How a Y Combinator food delivery app used TikTok to soar in the App Store

The internet trend is straightforward: a friend or family member looks into the camera and tells viewers, in a slightly aggressive tone, that they are about to witness a presentation and that they had better be nice. That’s exactly what Kendall, the sister of Lucious McDaniel IV, did. After she stepped aside, her brother pitched his company, BiteSight, a food delivery app that lets users watch videos of food before ordering. The app also allows customers to see what their friends have ordered and bookmark places to try. It taps into how young people engage with content—through short-form videos and recommendations from friends.

McDaniel posted the video and returned to work. Fifteen minutes later, his sister texted him that their post was going viral. “We were at 20,000 views in 15 minutes,” McDaniel told TechCrunch. The excitement was short-lived as chaos quickly followed. Parts of the app began to break under the surge of new users. The engineering team worked around the clock to keep BiteSight functional, while McDaniel documented the chaos in TikTok videos, which also went viral. He said people loved the authenticity of seeing what happens when an app explodes overnight.

The video of McDaniel presenting BiteSight has since amassed nearly four million likes on TikTok and a quarter of a million on Instagram. It’s part of a growing trend of young entrepreneurs using TikTok and Instagram Reels to gain traction. McDaniel told TechCrunch that the idea for the video came after watching a friend use the same trend for his dating app. “It got over a million views, and he suggested I try it for BiteSight,” he said.

At 24, McDaniel realized he was ordering too much takeout from the same few places because he struggled to discover new restaurants on delivery apps. “I’d hit this wall of identical-looking restaurants with stock photos, and somehow every place had 4.6 stars,” he explained. He started keeping a spreadsheet of restaurants he found on Instagram and TikTok, tracking real reviews and noting what his friends thought. “When I realized other people were doing the same thing, my co-founder Zac and I decided to build something better: an app that actually reflects how we discover food today,” he said, referring to Zac Schulwolf, the company’s CTO.

McDaniel is no stranger to the tech industry. He previously worked at General Atlantic, focusing on restaurant technology, and founded a payments company called Phly. He has also led product for recruitment software and angel invested in companies like the fintech Mercury. McDaniel and Schulwolf, 25, spent over a year building BiteSight, including participation in Y Combinator’s Winter 2024 cohort. They launched a limited beta around New York University in April, followed by an early version in mid-May with some social media marketing. In June, they posted their viral video.

“What made our video stand out was that what we are building resonates,” said McDaniel, who serves as BiteSight’s CEO (also known as chief eating officer). He added, “It’s clear that consumers, especially Gen Z, are ready for something that feels fresh and built for the way they engage.”

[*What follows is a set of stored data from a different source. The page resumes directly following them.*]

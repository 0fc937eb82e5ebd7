//! Interned symbols.
//!
//! Sequence models key every table on small integer ids rather than on
//! strings. The registry grows during training (`intern`) and is frozen
//! inside a trained model, where lookups go through `resolve` and a miss
//! means the label never occurred in the training corpus.

use ahash::AHashMap;
use serde::{Deserialize, Serialize};

/// Interned symbol id.
pub type Sym = u32;

/// Bidirectional string/id registry.
///
/// Serialized as the bare name list; the reverse map is rebuilt on load.
#[derive(Debug, Clone, Default, Serialize, Deserialize)]
#[serde(from = "Vec<String>", into = "Vec<String>")]
pub struct SymbolTable {
    names: Vec<String>,
    ids: AHashMap<String, Sym>,
}

impl SymbolTable {
    pub fn new() -> Self {
        Self::default()
    }

    /// Returns the id for `name`, inserting it if unseen.
    pub fn intern(&mut self, name: &str) -> Sym {
        if let Some(&id) = self.ids.get(name) {
            return id;
        }
        let id = self.names.len() as Sym;
        self.names.push(name.to_string());
        self.ids.insert(name.to_string(), id);
        id
    }

    /// Returns the id for `name` if it was interned during training.
    pub fn resolve(&self, name: &str) -> Option<Sym> {
        self.ids.get(name).copied()
    }

    pub fn name(&self, sym: Sym) -> Option<&str> {
        self.names.get(sym as usize).map(|s| s.as_str())
    }

    /// Rendering helper for log lines and reports.
    pub fn name_or(&self, sym: Sym, fallback: &'static str) -> &str {
        self.name(sym).unwrap_or(fallback)
    }

    pub fn len(&self) -> usize {
        self.names.len()
    }

    pub fn is_empty(&self) -> bool {
        self.names.is_empty()
    }

    pub fn iter(&self) -> impl Iterator<Item = (Sym, &str)> {
        self.names
            .iter()
            .enumerate()
            .map(|(i, s)| (i as Sym, s.as_str()))
    }
}

impl From<Vec<String>> for SymbolTable {
    fn from(names: Vec<String>) -> Self {
        let ids = names
            .iter()
            .enumerate()
            .map(|(i, s)| (s.clone(), i as Sym))
            .collect();
        Self { names, ids }
    }
}

impl From<SymbolTable> for Vec<String> {
    fn from(t: SymbolTable) -> Self {
        t.names
    }
}

#[cfg(test)]
mod tests {
    use super::*;

    #[test]
    fn intern_is_idempotent() {
        let mut t = SymbolTable::new();
        let a = t.intern("NP");
        let b = t.intern("VP");
        assert_ne!(a, b);
        assert_eq!(t.intern("NP"), a);
        assert_eq!(t.len(), 2);
    }

    #[test]
    fn resolve_misses_unseen_labels() {
        let mut t = SymbolTable::new();
        t.intern("NP");
        assert_eq!(t.resolve("NP"), Some(0));
        assert_eq!(t.resolve("XX"), None);
        assert_eq!(t.name(0), Some("NP"));
        assert_eq!(t.name(7), None);
    }

    #[test]
    fn serde_round_trip_preserves_ids() {
        let mut t = SymbolTable::new();
        for s in ["S", "NP", "VP", "\"dog\""] {
            t.intern(s);
        }
        let bytes = bincode::serialize(&t).unwrap();
        let back: SymbolTable = bincode::deserialize(&bytes).unwrap();
        assert_eq!(back.len(), 4);
        assert_eq!(back.resolve("VP"), t.resolve("VP"));
        assert_eq!(back.name(3), Some("\"dog\""));
    }
}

After the video, BiteSight briefly became the #2 app in the App Store’s Food and Beverage category, surpassing Uber Eats, Starbucks, and even McDonald’s. The app gained over 100,000 new users, and though it’s currently only available in New York, people in other cities began requesting a nationwide release. On the restaurant side, McDaniel said everyone from small family-owned spots to chain restaurants reached out to partner. “We’ve had a surge of investor interest from folks who see that this is where food delivery is going,” he noted.

McDaniel declined to comment on upcoming funding deals but said he expects to share news soon. BiteSight faces competition from well-funded giants like DoorDash and Uber Eats, but McDaniel believes being a startup in the AI era gives them an edge. While competitors needed hundreds of engineers early on, BiteSight leverages AI tools that perform ten times the work of a human at a fraction of the cost.

“By using AI to avoid massive overhead and infrastructure costs, we can do much more with much less and pass on the savings to small business owners and customers while maintaining healthy margins,” he said.

What also sets BiteSight apart is its focus on food and video. “We’re trying to be the go-to app for the generation that discovers everything through social recommendations and short-form video,” McDaniel said.